(Source information Opens)

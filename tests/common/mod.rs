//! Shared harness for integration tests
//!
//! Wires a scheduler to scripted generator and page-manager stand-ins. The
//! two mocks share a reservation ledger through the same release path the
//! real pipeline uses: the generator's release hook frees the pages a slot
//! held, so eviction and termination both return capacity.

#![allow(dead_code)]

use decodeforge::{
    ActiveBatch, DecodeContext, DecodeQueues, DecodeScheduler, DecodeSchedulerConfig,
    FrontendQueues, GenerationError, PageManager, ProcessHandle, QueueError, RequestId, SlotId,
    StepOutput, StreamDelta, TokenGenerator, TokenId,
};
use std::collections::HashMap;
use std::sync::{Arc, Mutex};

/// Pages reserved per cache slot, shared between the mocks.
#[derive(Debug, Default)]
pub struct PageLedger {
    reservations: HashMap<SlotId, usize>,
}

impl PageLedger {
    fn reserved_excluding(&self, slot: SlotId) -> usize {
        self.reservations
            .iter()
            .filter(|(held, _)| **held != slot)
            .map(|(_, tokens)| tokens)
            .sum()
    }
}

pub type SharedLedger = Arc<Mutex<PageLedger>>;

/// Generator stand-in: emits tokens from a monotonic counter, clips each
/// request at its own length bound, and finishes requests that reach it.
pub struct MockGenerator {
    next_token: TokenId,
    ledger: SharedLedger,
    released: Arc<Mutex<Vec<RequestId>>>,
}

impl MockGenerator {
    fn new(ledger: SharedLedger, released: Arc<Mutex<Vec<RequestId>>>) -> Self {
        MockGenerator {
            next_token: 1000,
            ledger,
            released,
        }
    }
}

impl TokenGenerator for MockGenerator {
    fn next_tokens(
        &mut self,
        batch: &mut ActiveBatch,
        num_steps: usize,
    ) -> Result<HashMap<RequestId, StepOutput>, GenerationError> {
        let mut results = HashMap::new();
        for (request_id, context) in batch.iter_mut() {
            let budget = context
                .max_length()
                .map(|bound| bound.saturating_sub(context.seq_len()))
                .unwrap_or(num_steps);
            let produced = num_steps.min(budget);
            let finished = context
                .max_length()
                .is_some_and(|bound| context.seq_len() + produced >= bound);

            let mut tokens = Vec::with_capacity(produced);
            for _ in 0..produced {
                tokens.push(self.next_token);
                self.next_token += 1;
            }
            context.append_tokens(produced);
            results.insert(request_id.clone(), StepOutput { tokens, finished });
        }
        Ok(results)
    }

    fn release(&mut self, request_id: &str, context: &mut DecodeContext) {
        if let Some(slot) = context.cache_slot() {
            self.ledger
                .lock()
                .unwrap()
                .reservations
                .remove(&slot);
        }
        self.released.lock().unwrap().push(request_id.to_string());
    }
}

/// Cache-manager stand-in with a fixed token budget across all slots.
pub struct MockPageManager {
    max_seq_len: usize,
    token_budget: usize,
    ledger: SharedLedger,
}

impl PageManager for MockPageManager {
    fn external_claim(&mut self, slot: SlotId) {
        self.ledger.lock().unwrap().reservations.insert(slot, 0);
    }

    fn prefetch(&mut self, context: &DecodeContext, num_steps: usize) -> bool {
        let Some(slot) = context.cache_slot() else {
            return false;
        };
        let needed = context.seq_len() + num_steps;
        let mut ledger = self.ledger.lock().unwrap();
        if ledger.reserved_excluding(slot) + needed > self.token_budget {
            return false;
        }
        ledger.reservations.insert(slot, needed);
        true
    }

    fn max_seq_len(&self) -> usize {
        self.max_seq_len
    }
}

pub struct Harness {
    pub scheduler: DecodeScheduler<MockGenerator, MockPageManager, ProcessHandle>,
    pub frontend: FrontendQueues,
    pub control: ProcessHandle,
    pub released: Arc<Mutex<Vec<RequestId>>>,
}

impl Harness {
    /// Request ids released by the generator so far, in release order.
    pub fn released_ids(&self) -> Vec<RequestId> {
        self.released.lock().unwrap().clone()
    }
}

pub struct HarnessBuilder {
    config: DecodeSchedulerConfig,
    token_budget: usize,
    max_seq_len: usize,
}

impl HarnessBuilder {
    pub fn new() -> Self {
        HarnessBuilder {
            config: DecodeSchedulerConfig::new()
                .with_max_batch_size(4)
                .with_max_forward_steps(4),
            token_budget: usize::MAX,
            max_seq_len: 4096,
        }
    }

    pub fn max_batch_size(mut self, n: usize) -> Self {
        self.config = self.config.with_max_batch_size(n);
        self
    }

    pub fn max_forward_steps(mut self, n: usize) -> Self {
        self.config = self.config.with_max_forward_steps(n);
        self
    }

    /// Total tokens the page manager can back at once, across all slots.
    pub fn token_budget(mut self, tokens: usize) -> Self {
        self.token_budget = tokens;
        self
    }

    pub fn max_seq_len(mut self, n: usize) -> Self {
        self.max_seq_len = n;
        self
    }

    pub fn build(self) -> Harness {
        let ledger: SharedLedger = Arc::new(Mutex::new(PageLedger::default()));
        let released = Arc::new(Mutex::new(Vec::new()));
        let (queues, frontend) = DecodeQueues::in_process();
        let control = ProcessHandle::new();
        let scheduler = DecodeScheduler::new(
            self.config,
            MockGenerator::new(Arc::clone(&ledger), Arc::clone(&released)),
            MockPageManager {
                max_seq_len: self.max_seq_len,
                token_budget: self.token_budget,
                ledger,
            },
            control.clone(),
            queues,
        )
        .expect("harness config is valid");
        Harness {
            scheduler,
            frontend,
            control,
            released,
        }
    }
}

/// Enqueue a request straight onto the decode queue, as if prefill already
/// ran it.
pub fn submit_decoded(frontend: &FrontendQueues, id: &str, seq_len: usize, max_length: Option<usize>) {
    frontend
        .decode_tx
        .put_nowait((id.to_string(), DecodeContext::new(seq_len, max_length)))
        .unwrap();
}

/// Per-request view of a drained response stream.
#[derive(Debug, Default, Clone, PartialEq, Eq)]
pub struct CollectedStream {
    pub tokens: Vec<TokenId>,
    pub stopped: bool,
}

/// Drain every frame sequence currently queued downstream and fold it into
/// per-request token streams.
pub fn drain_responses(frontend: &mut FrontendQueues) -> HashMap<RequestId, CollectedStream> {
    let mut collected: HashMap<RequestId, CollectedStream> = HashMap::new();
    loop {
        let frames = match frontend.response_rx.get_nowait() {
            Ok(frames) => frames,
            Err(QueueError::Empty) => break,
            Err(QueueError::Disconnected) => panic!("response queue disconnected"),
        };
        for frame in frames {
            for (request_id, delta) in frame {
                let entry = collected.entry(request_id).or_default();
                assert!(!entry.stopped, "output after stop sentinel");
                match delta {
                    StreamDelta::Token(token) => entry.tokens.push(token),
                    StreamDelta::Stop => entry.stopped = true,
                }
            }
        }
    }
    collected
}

(Source information Closes)

### Exercise objective
Set down, exactly as they appear, the lines above from the first one to the line that holds "use std::collections::HashMap;", both included, please, and no others.

### Answer to the exercise
filename tests/common/mod.rs
//! Shared harness for integration tests
//!
//! Wires a scheduler to scripted generator and page-manager stand-ins. The
//! two mocks share a reservation ledger through the same release path the
//! real pipeline uses: the generator's release hook frees the pages a slot
//! held, so eviction and termination both return capacity.

#![allow(dead_code)]

use decodeforge::{
    ActiveBatch, DecodeContext, DecodeQueues, DecodeScheduler, DecodeSchedulerConfig,
    FrontendQueues, GenerationError, PageManager, ProcessHandle, QueueError, RequestId, SlotId,
    StepOutput, StreamDelta, TokenGenerator, TokenId,
};
use std::collections::HashMap;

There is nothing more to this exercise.